Margie Franklin is really Margot Frank, older sister of Anne, who did not die in Bergen-Belsen as reported, but who instead escaped the Nazis for America. But now, as her sister becomes a global icon, Margie's carefully constructed American life begins to fall apart. A new relationship threatens to overtake the young love that sustained her. Read "Margot: A Novel" by Jillian Cantor available from Rakuten Kobo. **"Inventive Cantor's 'what-if' story combines historical fiction with mounting suspense and romance, but above al. "Inventive Cantor's 'what-if' story combines historical fiction with mounting suspense and romance, but above all, it is an ode to the adoration and competition between sisters." -- O, the Oprah Magazine A story of sisters that imagines Anne Frank ' s sister Margot survived World War II and was living in America, from the author of The.
Margot by Jillian Cantor.
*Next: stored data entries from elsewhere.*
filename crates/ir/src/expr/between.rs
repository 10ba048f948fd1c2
// Copyright (c) 2025 woxQAQ
//
// Licensed under the MIT License or Apache License 2.0
// See LICENSE files for details

use std::fmt;

use serde_json::{Map, Value};

use crate::error::IrResult;
use crate::json::{JsonReader, JsonWriter};
use crate::node::{Node, SqlNode};
use crate::registry::NodeRegistry;

use super::Expr;

/// `left [NOT ]BETWEEN start AND end`
#[derive(Debug, Clone, PartialEq)]
pub struct BetweenExpr {
    pub left: Box<Expr>,
    pub start: Box<Expr>,
    pub end: Box<Expr>,
    pub not: bool,
}

impl BetweenExpr {
    pub const CLASSNAME: &'static str = "BetweenExpression";

    pub fn new(left: impl Into<Expr>, start: impl Into<Expr>, end: impl Into<Expr>) -> Self {
        Self {
            left: Box::new(left.into()),
            start: Box::new(start.into()),
            end: Box::new(end.into()),
            not: false,
        }
    }

    pub fn negated(mut self) -> Self {
        self.not = !self.not;
        self
    }
}

impl SqlNode for BetweenExpr {
    fn classname(&self) -> &'static str {
        Self::CLASSNAME
    }

    fn check(&self) -> IrResult<()> {
        self.left.check_slot(Self::CLASSNAME, "left")?;
        self.start.check_slot(Self::CLASSNAME, "start")?;
        self.end.check_slot(Self::CLASSNAME, "end")
    }

    fn json_value(&self) -> Value {
        JsonWriter::new(Self::CLASSNAME)
            .set("left", self.left.json_value())
            .set("start", self.start.json_value())
            .set("end", self.end.json_value())
            .flag("not", self.not)
            .finish()
    }
}

impl fmt::Display for BetweenExpr {
    fn fmt(&self, f: &mut fmt::Formatter<'_>) -> fmt::Result {
        let not = if self.not { "NOT " } else { "" };
        write!(
            f,
            "{} {}BETWEEN {} AND {}",
            self.left, not, self.start, self.end
        )
    }
}

pub(crate) fn revive(map: &Map<String, Value>, registry: &NodeRegistry) -> IrResult<Node> {
    let json = JsonReader::new(BetweenExpr::CLASSNAME, map, registry);
    let mut expr = BetweenExpr::new(
        json.expr_or_unknown("left")?,
        json.expr_or_unknown("start")?,
        json.expr_or_unknown("end")?,
    );
    expr.not = json.flag("not")?;
    Ok(Node::Expr(expr.into()))
}

#[cfg(test)]
mod tests {
    use super::*;
    use crate::expr::{col, value};

    #[test]
    fn test_between_rendering() {
        let expr = BetweenExpr::new(col("age"), value(18), value(30));
        assert_eq!(expr.to_sql().unwrap(), "`age` BETWEEN 18 AND 30");
        assert_eq!(
            expr.negated().to_sql().unwrap(),
            "`age` NOT BETWEEN 18 AND 30"
        );
    }

    #[test]
    fn test_missing_bound_is_incomplete() {
        let expr = BetweenExpr::new(col("age"), value(18), Expr::Unknown);
        assert!(expr.check().is_err());
    }
}
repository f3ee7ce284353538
//! Process-level helpers used by the binary

pub mod signals;

pub use signals::shutdown_signal;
Publication Date: September 3, ; Genres: Fiction; Paperback: pages; Publisher: Riverhead Trade; ISBN ; ISBN Cantor's creation of an American Margot is similar in its attempt to connect the Anne Frank story with American-Jewish life to Ellen Feldman's novel, 'The Boy Who Loved Anne Frank', in which Peter van Pels also survives the Holocaust and emigrates to the United States, where he too takes on a new name and non-Jewish identity, and both have the same failing of their protagonist not ringing true, A far more successful examination of America's cultural engagement with Anne Frank is Philip. “Cantor brilliantly channels Anne Frank’s sister Margot, who survives the Holocaust horrors to hide yet again, in America, trying to forget the terrible secret that brought her here. A haunting meditation on who we really are versus who we wish we had been, regret, loss and how we love in the face of sorrow.